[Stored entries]
use rust_pretrain::common::Config;
use rust_pretrain::data::{Dataset, ElectraDataset, Example, SpecialTokens};
use rust_pretrain::drivers::{load_tokenizer, pretrain_electra, ElectraTrainingConfig};
use rust_pretrain::electra::{
    mask_with_tokens, select_mask_subset, ElectraMaskingConfig, ReformerElectra,
};
use rust_pretrain::reformer::ReformerHyperparameters;
use rust_tokenizers::tokenizer::Tokenizer;
use std::fs;
use std::path::Path;
use tch::{nn, Device, Kind, Tensor};

const VOCAB: &[&str] = &[
    "[PAD]", "[UNK]", "[CLS]", "[SEP]", "[MASK]", "the", "a", "cat", "dog", "sat", "ran", "on",
    "under", "mat", "table", "and", "slept", ".",
];

const SENTENCES: &[&str] = &[
    "the cat sat on the mat .",
    "a dog ran .",
    "the dog slept on a mat and the cat ran under the table .",
    "a cat sat under a table .",
];

fn write_corpus(dir: &Path) -> anyhow::Result<()> {
    fs::write(dir.join("vocab.txt"), VOCAB.join("\n"))?;
    let mut text = String::new();
    for i in 0..40 {
        text.push_str(SENTENCES[i % SENTENCES.len()]);
        text.push_str("\n\n");
    }
    fs::write(dir.join("corpus.txt"), &text)?;
    Ok(())
}

fn tiny_model(dim: i64) -> ReformerHyperparameters {
    ReformerHyperparameters {
        dim,
        depth: 2,
        heads: 2,
        dim_head: 8,
        ff_mult: 2,
        bucket_size: 4,
        num_hashes: 2,
        ..Default::default()
    }
}

#[test]
fn test_electra_dataset_encoding() -> anyhow::Result<()> {
    let dir = tempfile::tempdir()?;
    write_corpus(dir.path())?;
    let tokenizer = load_tokenizer(&dir.path().join("vocab.txt"), false)?;
    let special_tokens = SpecialTokens::from_vocab(tokenizer.vocab());
    let dataset = ElectraDataset::from_path(&tokenizer, 8, dir.path().join("corpus.txt"))?;
    // blank lines are skipped
    assert_eq!(dataset.len(), 40);

    match dataset.get(1)? {
        // [CLS] a dog ran . [SEP] [PAD] [PAD]
        Example::Sequence(tokens) => {
            assert_eq!(tokens.len(), 8);
            assert_eq!(tokens[0], special_tokens.cls);
            assert_eq!(tokens[5], special_tokens.sep);
            assert_eq!(&tokens[6..], &[special_tokens.pad, special_tokens.pad]);
        }
        other => panic!("unexpected example {:?}", other),
    }
    match dataset.get(2)? {
        // truncated to the maximum length, still closed by [SEP]
        Example::Sequence(tokens) => {
            assert_eq!(tokens.len(), 8);
            assert_eq!(tokens[7], special_tokens.sep);
        }
        other => panic!("unexpected example {:?}", other),
    }
    Ok(())
}

#[test]
fn test_masking_skips_special_tokens() {
    tch::manual_seed(9);
    let special_ids = [0i64, 1, 2, 3, 4];
    let input_ids = Tensor::of_slice(&[
        2i64, 5, 7, 9, 11, 5, 13, 17, 15, 8, 10, 3, 0, 0, 0, 0, //
        2, 6, 8, 10, 17, 3, 0, 0, 0, 0, 0, 0, 0, 0, 0, 0,
    ])
    .view((2, 16));
    let allowed = mask_with_tokens(&input_ids, &special_ids).logical_not();
    for _ in 0..20 {
        let selected = select_mask_subset(&allowed, 0.15);
        let counts = selected.sum_dim_intlist(&[-1], false, Kind::Int64);
        // ceil(10 * 0.15) = 2, ceil(4 * 0.15) = 1
        assert_eq!(counts.int64_value(&[0]), 2);
        assert_eq!(counts.int64_value(&[1]), 1);
        let special_selected = selected
            .logical_and(&allowed.logical_not())
            .sum(Kind::Int64)
            .int64_value(&[]);
        assert_eq!(special_selected, 0);
    }
}

#[test]
fn test_reformer_electra_forward_backward() -> anyhow::Result<()> {
    //    Set-up model
    tch::manual_seed(9);
    let special_tokens = SpecialTokens {
        pad: 0,
        unk: 1,
        cls: 2,
        sep: 3,
        mask: 4,
    };
    let vocab_size = VOCAB.len() as i64;
    let generator_config = tiny_model(16).to_config(vocab_size, 8, &special_tokens, false)?;
    let discriminator_config = tiny_model(32).to_config(vocab_size, 8, &special_tokens, false)?;
    let vs = nn::VarStore::new(Device::Cpu);
    let model = ReformerElectra::new(
        &vs.root(),
        &generator_config,
        &discriminator_config,
        special_tokens,
        ElectraMaskingConfig {
            random_token_prob: 0.5,
            ..Default::default()
        },
    )?;

    //    Forward and backward pass
    let input_ids = Tensor::of_slice(&[
        2i64, 5, 7, 9, 11, 13, 17, 3, //
        2, 6, 8, 10, 17, 3, 0, 0,
    ])
    .view((2, 8));
    let output = model.forward_t(&input_ids, true)?;
    let loss = output.loss.double_value(&[]);
    let mlm_loss = output.mlm_loss.double_value(&[]);
    let disc_loss = output.disc_loss.double_value(&[]);
    assert!(loss.is_finite());
    assert!((loss - (mlm_loss + 50.0 * disc_loss)).abs() < 1e-3 * loss.abs().max(1.0));
    assert!(output.generator_accuracy.is_none());
    assert!(output.discriminator_accuracy.is_none());

    let eval_output = tch::no_grad(|| model.forward_t(&input_ids, false))?;
    assert!((0.0..=1.0).contains(&eval_output.generator_accuracy.unwrap()));
    assert!((0.0..=1.0).contains(&eval_output.discriminator_accuracy.unwrap()));

    output.loss.backward();
    let generator_grads = vs
        .variables()
        .iter()
        .filter(|(name, _)| name.starts_with("generator_head"))
        .filter(|(_, tensor)| tensor.grad().defined())
        .count();
    assert_eq!(generator_grads, 2);
    Ok(())
}

#[test]
fn test_pretrain_electra_end_to_end() -> anyhow::Result<()> {
    let dir = tempfile::tempdir()?;
    write_corpus(dir.path())?;
    let config_path = dir.path().join("electra-train.json");
    let config = serde_json::json!({
        "train": {
            "vocab_path": dir.path().join("vocab.txt"),
            "data_path": dir.path().join("corpus.txt"),
            "checkpoint_path": dir.path().join("checkpoints"),
            "log_dir": dir.path().join("logs"),
            "max_len": 8,
            "batch_size": 4,
            "epochs": 1,
            "log_steps": 3,
            "ckpt_steps": 4,
            "progress_bar": false
        },
        "generator": {"dim": 16, "depth": 2, "heads": 2, "dim_head": 8, "ff_mult": 2, "bucket_size": 4, "num_hashes": 2},
        "discriminator": {"dim": 32, "depth": 2, "heads": 2, "dim_head": 8, "ff_mult": 2, "bucket_size": 4, "num_hashes": 2}
    });
    fs::write(&config_path, serde_json::to_string_pretty(&config)?)?;

    let config = ElectraTrainingConfig::from_file(&config_path)?;
    let summary = pretrain_electra(&config, &[Device::Cpu], 9)?;
    // 36 training samples in batches of 4
    assert_eq!(summary.train_steps, 9);
    assert_eq!(summary.optimizer_steps, 9);
    assert_eq!(summary.eval.unwrap().num_batches, 1);

    assert!(dir.path().join("logs").join("electra_eval_results.txt").is_file());
    assert!(dir.path().join("checkpoints").join("electra.ot").is_file());
    Ok(())
}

_What is expected_.
From the first line to the last, give the data again exactly.

_Output for this task_.
use rust_pretrain::common::Config;
use rust_pretrain::data::{Dataset, ElectraDataset, Example, SpecialTokens};
use rust_pretrain::drivers::{load_tokenizer, pretrain_electra, ElectraTrainingConfig};
use rust_pretrain::electra::{
    mask_with_tokens, select_mask_subset, ElectraMaskingConfig, ReformerElectra,
};
use rust_pretrain::reformer::ReformerHyperparameters;
use rust_tokenizers::tokenizer::Tokenizer;
use std::fs;
use std::path::Path;
use tch::{nn, Device, Kind, Tensor};

const VOCAB: &[&str] = &[
    "[PAD]", "[UNK]", "[CLS]", "[SEP]", "[MASK]", "the", "a", "cat", "dog", "sat", "ran", "on",
    "under", "mat", "table", "and", "slept", ".",
];

const SENTENCES: &[&str] = &[
    "the cat sat on the mat .",
    "a dog ran .",
    "the dog slept on a mat and the cat ran under the table .",
    "a cat sat under a table .",
];

fn write_corpus(dir: &Path) -> anyhow::Result<()> {
    fs::write(dir.join("vocab.txt"), VOCAB.join("\n"))?;
    let mut text = String::new();
    for i in 0..40 {
        text.push_str(SENTENCES[i % SENTENCES.len()]);
        text.push_str("\n\n");
    }
    fs::write(dir.join("corpus.txt"), &text)?;
    Ok(())
}

fn tiny_model(dim: i64) -> ReformerHyperparameters {
    ReformerHyperparameters {
        dim,
        depth: 2,
        heads: 2,
        dim_head: 8,
        ff_mult: 2,
        bucket_size: 4,
        num_hashes: 2,
        ..Default::default()
    }
}

#[test]
fn test_electra_dataset_encoding() -> anyhow::Result<()> {
    let dir = tempfile::tempdir()?;
    write_corpus(dir.path())?;
    let tokenizer = load_tokenizer(&dir.path().join("vocab.txt"), false)?;
    let special_tokens = SpecialTokens::from_vocab(tokenizer.vocab());
    let dataset = ElectraDataset::from_path(&tokenizer, 8, dir.path().join("corpus.txt"))?;
    // blank lines are skipped
    assert_eq!(dataset.len(), 40);

    match dataset.get(1)? {
        // [CLS] a dog ran . [SEP] [PAD] [PAD]
        Example::Sequence(tokens) => {
            assert_eq!(tokens.len(), 8);
            assert_eq!(tokens[0], special_tokens.cls);
            assert_eq!(tokens[5], special_tokens.sep);
            assert_eq!(&tokens[6..], &[special_tokens.pad, special_tokens.pad]);
        }
        other => panic!("unexpected example {:?}", other),
    }
    match dataset.get(2)? {
        // truncated to the maximum length, still closed by [SEP]
        Example::Sequence(tokens) => {
            assert_eq!(tokens.len(), 8);
            assert_eq!(tokens[7], special_tokens.sep);
        }
        other => panic!("unexpected example {:?}", other),
    }
    Ok(())
}

#[test]
fn test_masking_skips_special_tokens() {
    tch::manual_seed(9);
    let special_ids = [0i64, 1, 2, 3, 4];
    let input_ids = Tensor::of_slice(&[
        2i64, 5, 7, 9, 11, 5, 13, 17, 15, 8, 10, 3, 0, 0, 0, 0, //
        2, 6, 8, 10, 17, 3, 0, 0, 0, 0, 0, 0, 0, 0, 0, 0,
    ])
    .view((2, 16));
    let allowed = mask_with_tokens(&input_ids, &special_ids).logical_not();
    for _ in 0..20 {
        let selected = select_mask_subset(&allowed, 0.15);
        let counts = selected.sum_dim_intlist(&[-1], false, Kind::Int64);
        // ceil(10 * 0.15) = 2, ceil(4 * 0.15) = 1
        assert_eq!(counts.int64_value(&[0]), 2);
        assert_eq!(counts.int64_value(&[1]), 1);
        let special_selected = selected
            .logical_and(&allowed.logical_not())
            .sum(Kind::Int64)
            .int64_value(&[]);
        assert_eq!(special_selected, 0);
    }
}

#[test]
fn test_reformer_electra_forward_backward() -> anyhow::Result<()> {
    //    Set-up model
    tch::manual_seed(9);
    let special_tokens = SpecialTokens {
        pad: 0,
        unk: 1,
        cls: 2,
        sep: 3,
        mask: 4,
    };
    let vocab_size = VOCAB.len() as i64;
    let generator_config = tiny_model(16).to_config(vocab_size, 8, &special_tokens, false)?;
    let discriminator_config = tiny_model(32).to_config(vocab_size, 8, &special_tokens, false)?;
    let vs = nn::VarStore::new(Device::Cpu);
    let model = ReformerElectra::new(
        &vs.root(),
        &generator_config,
        &discriminator_config,
        special_tokens,
        ElectraMaskingConfig {
            random_token_prob: 0.5,
            ..Default::default()
        },
    )?;

    //    Forward and backward pass
    let input_ids = Tensor::of_slice(&[
        2i64, 5, 7, 9, 11, 13, 17, 3, //
        2, 6, 8, 10, 17, 3, 0, 0,
    ])
    .view((2, 8));
    let output = model.forward_t(&input_ids, true)?;
    let loss = output.loss.double_value(&[]);
    let mlm_loss = output.mlm_loss.double_value(&[]);
    let disc_loss = output.disc_loss.double_value(&[]);
    assert!(loss.is_finite());
    assert!((loss - (mlm_loss + 50.0 * disc_loss)).abs() < 1e-3 * loss.abs().max(1.0));
    assert!(output.generator_accuracy.is_none());
    assert!(output.discriminator_accuracy.is_none());

    let eval_output = tch::no_grad(|| model.forward_t(&input_ids, false))?;
    assert!((0.0..=1.0).contains(&eval_output.generator_accuracy.unwrap()));
    assert!((0.0..=1.0).contains(&eval_output.discriminator_accuracy.unwrap()));

    output.loss.backward();
    let generator_grads = vs
        .variables()
        .iter()
        .filter(|(name, _)| name.starts_with("generator_head"))
        .filter(|(_, tensor)| tensor.grad().defined())
        .count();
    assert_eq!(generator_grads, 2);
    Ok(())
}

#[test]
fn test_pretrain_electra_end_to_end() -> anyhow::Result<()> {
    let dir = tempfile::tempdir()?;
    write_corpus(dir.path())?;
    let config_path = dir.path().join("electra-train.json");
    let config = serde_json::json!({
        "train": {
            "vocab_path": dir.path().join("vocab.txt"),
            "data_path": dir.path().join("corpus.txt"),
            "checkpoint_path": dir.path().join("checkpoints"),
            "log_dir": dir.path().join("logs"),
            "max_len": 8,
            "batch_size": 4,
            "epochs": 1,
            "log_steps": 3,
            "ckpt_steps": 4,
            "progress_bar": false
        },
        "generator": {"dim": 16, "depth": 2, "heads": 2, "dim_head": 8, "ff_mult": 2, "bucket_size": 4, "num_hashes": 2},
        "discriminator": {"dim": 32, "depth": 2, "heads": 2, "dim_head": 8, "ff_mult": 2, "bucket_size": 4, "num_hashes": 2}
    });
    fs::write(&config_path, serde_json::to_string_pretty(&config)?)?;

    let config = ElectraTrainingConfig::from_file(&config_path)?;
    let summary = pretrain_electra(&config, &[Device::Cpu], 9)?;
    // 36 training samples in batches of 4
    assert_eq!(summary.train_steps, 9);
    assert_eq!(summary.optimizer_steps, 9);
    assert_eq!(summary.eval.unwrap().num_batches, 1);

    assert!(dir.path().join("logs").join("electra_eval_results.txt").is_file());
    assert!(dir.path().join("checkpoints").join("electra.ot").is_file());
    Ok(())
}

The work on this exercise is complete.